• [Data to use]:
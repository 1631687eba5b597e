//! DAG rule: one error per cycle witness.

use super::issue::{IssueCode, IssueCollector};
use crate::algo::find_cycles;
use crate::parse::graph::WorkflowGraph;

/// Returns `true` when the graph is acyclic.
pub fn validate_dag(graph: &WorkflowGraph, issues: &mut IssueCollector) -> bool {
    let cycles = find_cycles(graph);
    let acyclic = cycles.is_empty();
    for cycle in cycles {
        let Some(first) = cycle.first() else {
            continue;
        };
        let message = if cycle.len() == 2 {
            format!("Node '{}' loops back to itself", first)
        } else {
            format!("Cycle detected: {}", cycle.join(" → "))
        };
        issues
            .error(IssueCode::Cycle, message)
            .on_node(first)
            .suggest("Remove one of the connections in the loop");
    }
    acyclic
}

• [What needs to be done]: The entries above should be set down again exactly as they appear.

• [Task result]:
repository 1631687eba5b597e
//! DAG rule: one error per cycle witness.

use super::issue::{IssueCode, IssueCollector};
use crate::algo::find_cycles;
use crate::parse::graph::WorkflowGraph;

/// Returns `true` when the graph is acyclic.
pub fn validate_dag(graph: &WorkflowGraph, issues: &mut IssueCollector) -> bool {
    let cycles = find_cycles(graph);
    let acyclic = cycles.is_empty();
    for cycle in cycles {
        let Some(first) = cycle.first() else {
            continue;
        };
        let message = if cycle.len() == 2 {
            format!("Node '{}' loops back to itself", first)
        } else {
            format!("Cycle detected: {}", cycle.join(" → "))
        };
        issues
            .error(IssueCode::Cycle, message)
            .on_node(first)
            .suggest("Remove one of the connections in the loop");
    }
    acyclic
}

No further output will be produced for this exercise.